**TASK DIRECTIONS:** Copy each line from the entries that the word "const" appears in.

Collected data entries
BEGIN

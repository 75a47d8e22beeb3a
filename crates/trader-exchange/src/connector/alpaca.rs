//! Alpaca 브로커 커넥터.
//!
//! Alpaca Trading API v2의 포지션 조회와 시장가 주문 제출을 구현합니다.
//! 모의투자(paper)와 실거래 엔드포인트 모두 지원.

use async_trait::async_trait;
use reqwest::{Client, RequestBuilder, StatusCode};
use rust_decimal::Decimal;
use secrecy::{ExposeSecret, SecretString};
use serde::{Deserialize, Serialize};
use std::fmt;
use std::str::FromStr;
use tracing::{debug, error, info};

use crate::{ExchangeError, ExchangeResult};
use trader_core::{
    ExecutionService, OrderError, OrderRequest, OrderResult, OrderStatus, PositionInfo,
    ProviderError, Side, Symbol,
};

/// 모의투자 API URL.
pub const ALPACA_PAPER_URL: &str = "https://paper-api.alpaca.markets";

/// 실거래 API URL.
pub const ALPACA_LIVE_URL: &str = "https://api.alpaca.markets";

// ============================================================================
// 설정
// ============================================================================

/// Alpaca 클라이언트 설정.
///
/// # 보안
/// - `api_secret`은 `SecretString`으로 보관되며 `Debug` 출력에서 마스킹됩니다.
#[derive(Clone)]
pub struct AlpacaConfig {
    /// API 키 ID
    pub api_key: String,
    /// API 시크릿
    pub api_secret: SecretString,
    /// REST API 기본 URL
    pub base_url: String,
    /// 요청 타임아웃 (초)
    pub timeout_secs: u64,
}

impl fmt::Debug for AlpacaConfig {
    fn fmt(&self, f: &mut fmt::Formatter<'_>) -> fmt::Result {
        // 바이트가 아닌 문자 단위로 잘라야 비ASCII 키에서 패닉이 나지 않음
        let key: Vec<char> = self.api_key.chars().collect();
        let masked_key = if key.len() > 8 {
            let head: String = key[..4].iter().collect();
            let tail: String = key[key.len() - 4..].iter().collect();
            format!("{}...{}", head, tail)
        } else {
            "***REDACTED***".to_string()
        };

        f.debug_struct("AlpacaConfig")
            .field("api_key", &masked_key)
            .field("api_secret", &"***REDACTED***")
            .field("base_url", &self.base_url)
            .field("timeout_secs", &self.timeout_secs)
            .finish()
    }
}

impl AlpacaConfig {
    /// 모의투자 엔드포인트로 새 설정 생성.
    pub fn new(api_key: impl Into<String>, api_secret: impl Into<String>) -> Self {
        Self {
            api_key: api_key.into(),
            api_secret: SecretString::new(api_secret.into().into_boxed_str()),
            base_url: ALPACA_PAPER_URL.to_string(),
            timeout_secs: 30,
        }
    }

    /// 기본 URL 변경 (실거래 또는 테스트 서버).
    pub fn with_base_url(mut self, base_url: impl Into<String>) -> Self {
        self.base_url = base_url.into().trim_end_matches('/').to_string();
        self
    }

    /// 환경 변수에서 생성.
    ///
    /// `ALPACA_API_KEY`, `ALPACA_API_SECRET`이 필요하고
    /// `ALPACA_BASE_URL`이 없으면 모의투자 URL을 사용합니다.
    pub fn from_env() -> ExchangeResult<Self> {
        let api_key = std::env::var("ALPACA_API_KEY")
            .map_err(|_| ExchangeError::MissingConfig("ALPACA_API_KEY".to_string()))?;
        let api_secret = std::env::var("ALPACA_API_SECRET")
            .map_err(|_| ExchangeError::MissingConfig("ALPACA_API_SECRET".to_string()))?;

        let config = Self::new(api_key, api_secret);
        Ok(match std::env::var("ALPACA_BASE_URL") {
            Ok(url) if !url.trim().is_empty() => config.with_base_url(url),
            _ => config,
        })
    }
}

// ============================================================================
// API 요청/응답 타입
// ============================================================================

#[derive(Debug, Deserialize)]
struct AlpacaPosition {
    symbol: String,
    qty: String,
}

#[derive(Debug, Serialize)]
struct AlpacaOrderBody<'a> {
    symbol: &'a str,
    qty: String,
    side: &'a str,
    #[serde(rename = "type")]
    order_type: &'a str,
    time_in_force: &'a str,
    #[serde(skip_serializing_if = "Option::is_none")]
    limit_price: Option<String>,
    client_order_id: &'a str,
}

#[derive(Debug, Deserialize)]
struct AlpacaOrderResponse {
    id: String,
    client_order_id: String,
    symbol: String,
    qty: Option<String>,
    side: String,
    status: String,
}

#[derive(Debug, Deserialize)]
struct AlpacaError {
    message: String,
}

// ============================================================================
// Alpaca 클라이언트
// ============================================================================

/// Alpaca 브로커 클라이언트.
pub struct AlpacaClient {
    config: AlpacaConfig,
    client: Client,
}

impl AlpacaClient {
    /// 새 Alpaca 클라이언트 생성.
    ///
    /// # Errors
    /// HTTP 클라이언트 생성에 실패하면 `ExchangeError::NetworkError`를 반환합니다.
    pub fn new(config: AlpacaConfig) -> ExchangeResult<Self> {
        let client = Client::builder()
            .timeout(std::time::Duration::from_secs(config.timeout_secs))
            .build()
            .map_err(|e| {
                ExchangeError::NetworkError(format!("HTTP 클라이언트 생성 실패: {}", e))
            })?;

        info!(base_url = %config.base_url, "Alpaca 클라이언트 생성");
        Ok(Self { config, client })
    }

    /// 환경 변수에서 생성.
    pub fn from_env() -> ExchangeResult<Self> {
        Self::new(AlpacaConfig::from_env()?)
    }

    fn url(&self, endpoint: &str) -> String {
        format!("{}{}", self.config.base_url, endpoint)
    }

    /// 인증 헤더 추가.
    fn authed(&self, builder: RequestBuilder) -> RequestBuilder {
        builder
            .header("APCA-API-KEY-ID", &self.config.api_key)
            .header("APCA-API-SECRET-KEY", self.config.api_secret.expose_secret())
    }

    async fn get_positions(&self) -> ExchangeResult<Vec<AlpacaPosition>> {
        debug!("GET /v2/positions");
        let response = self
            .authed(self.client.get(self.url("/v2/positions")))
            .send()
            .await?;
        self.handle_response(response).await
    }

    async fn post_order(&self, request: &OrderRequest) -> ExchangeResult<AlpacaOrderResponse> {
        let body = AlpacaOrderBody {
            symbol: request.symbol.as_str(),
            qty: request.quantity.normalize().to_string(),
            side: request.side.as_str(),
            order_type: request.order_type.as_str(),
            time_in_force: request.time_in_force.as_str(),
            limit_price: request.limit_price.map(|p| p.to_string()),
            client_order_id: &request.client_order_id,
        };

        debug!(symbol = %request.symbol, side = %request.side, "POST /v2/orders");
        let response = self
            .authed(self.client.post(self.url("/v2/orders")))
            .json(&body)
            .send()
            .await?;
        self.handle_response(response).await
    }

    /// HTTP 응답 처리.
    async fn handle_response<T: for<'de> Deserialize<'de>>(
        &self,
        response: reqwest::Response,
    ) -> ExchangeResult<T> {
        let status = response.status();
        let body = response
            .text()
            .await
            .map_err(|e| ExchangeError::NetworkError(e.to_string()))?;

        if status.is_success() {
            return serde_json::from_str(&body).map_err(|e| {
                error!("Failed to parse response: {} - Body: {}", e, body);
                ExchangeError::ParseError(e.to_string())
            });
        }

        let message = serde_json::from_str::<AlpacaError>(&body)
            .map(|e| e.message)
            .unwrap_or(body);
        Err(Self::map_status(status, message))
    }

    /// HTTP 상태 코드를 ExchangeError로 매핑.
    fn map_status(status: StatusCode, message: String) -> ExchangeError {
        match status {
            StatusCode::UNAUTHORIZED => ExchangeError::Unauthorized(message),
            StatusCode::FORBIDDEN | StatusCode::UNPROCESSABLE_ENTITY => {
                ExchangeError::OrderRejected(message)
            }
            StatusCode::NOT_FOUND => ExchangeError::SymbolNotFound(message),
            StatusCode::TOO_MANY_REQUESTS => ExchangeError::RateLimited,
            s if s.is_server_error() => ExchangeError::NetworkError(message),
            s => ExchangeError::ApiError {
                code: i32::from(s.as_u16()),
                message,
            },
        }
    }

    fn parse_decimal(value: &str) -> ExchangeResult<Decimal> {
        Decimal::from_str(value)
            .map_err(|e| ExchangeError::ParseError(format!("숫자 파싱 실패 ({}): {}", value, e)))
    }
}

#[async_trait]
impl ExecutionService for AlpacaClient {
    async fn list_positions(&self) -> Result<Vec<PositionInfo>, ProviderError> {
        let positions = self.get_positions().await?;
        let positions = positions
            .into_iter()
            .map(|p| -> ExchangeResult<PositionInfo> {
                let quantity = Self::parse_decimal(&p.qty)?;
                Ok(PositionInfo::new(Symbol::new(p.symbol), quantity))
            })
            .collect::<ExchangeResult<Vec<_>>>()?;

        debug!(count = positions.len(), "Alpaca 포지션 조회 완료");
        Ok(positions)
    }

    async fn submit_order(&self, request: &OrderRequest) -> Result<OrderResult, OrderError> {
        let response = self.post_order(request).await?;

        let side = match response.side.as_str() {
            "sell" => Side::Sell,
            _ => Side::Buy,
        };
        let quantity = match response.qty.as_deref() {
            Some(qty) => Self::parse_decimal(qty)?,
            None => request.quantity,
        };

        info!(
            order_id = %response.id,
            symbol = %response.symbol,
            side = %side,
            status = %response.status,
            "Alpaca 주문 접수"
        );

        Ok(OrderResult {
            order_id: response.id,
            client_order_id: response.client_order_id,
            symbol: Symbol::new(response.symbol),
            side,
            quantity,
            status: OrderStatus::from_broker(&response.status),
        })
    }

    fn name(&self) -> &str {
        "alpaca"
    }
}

END

**RESULT OF THIS EXERCISE:**
pub const ALPACA_PAPER_URL: &str = "https://paper-api.alpaca.markets";
pub const ALPACA_LIVE_URL: &str = "https://api.alpaca.markets";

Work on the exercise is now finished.